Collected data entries
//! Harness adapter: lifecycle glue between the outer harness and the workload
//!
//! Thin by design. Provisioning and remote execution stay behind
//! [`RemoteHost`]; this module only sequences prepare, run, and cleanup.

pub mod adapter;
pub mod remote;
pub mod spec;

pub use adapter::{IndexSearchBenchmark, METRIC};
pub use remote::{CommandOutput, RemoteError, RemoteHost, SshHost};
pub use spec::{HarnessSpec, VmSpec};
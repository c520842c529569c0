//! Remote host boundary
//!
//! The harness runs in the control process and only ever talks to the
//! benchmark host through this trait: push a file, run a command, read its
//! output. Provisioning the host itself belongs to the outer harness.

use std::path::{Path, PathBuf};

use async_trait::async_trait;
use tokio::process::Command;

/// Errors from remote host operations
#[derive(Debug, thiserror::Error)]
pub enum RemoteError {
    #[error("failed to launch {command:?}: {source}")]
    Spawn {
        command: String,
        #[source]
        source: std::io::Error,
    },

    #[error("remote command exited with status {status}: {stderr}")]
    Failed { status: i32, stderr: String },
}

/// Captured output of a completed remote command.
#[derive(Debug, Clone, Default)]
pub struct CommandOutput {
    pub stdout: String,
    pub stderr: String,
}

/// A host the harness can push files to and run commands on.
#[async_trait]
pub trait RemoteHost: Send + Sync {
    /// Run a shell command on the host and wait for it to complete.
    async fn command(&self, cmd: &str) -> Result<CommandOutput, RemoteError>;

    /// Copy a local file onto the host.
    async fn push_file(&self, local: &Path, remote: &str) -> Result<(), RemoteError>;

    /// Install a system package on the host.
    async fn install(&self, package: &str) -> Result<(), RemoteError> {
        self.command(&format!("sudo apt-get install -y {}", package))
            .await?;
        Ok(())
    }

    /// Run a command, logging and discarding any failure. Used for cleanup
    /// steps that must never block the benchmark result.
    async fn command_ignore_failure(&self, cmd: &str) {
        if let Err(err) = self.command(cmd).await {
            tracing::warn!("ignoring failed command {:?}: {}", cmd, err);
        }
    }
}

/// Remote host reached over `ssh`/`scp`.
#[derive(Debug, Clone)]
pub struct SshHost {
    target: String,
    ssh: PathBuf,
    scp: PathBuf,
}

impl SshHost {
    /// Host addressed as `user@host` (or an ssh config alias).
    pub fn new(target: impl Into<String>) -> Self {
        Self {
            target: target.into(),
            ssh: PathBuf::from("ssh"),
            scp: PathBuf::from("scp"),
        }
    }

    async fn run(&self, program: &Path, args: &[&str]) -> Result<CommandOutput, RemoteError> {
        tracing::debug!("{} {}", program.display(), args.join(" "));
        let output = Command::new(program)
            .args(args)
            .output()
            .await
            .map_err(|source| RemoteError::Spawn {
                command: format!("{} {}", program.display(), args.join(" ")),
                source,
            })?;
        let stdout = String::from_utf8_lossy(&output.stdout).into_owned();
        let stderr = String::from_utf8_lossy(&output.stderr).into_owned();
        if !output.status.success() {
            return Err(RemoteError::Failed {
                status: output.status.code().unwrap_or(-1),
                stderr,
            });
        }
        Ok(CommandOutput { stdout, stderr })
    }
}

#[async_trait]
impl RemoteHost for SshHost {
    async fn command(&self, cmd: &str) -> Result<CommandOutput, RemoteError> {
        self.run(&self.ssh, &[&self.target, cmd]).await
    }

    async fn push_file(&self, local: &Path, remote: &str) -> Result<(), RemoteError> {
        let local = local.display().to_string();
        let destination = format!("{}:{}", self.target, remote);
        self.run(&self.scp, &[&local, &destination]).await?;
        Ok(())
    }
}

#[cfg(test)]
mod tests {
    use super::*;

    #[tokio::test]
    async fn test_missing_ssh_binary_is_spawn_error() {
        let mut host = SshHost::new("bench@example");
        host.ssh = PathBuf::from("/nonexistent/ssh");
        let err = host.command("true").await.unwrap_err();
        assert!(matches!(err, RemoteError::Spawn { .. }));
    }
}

* _Aim of the task_
Please copy the lines in the records above between the one holding "completed remote command." and the one holding "ssh config alias).", inclusive, exactly and with no other line.

* _Written response_
/// Captured output of a completed remote command.
#[derive(Debug, Clone, Default)]
pub struct CommandOutput {
    pub stdout: String,
    pub stderr: String,
}

/// A host the harness can push files to and run commands on.
#[async_trait]
pub trait RemoteHost: Send + Sync {
    /// Run a shell command on the host and wait for it to complete.
    async fn command(&self, cmd: &str) -> Result<CommandOutput, RemoteError>;

    /// Copy a local file onto the host.
    async fn push_file(&self, local: &Path, remote: &str) -> Result<(), RemoteError>;

    /// Install a system package on the host.
    async fn install(&self, package: &str) -> Result<(), RemoteError> {
        self.command(&format!("sudo apt-get install -y {}", package))
            .await?;
        Ok(())
    }

    /// Run a command, logging and discarding any failure. Used for cleanup
    /// steps that must never block the benchmark result.
    async fn command_ignore_failure(&self, cmd: &str) {
        if let Err(err) = self.command(cmd).await {
            tracing::warn!("ignoring failed command {:?}: {}", cmd, err);
        }
    }
}

/// Remote host reached over `ssh`/`scp`.
#[derive(Debug, Clone)]
pub struct SshHost {
    target: String,
    ssh: PathBuf,
    scp: PathBuf,
}

impl SshHost {
    /// Host addressed as `user@host` (or an ssh config alias).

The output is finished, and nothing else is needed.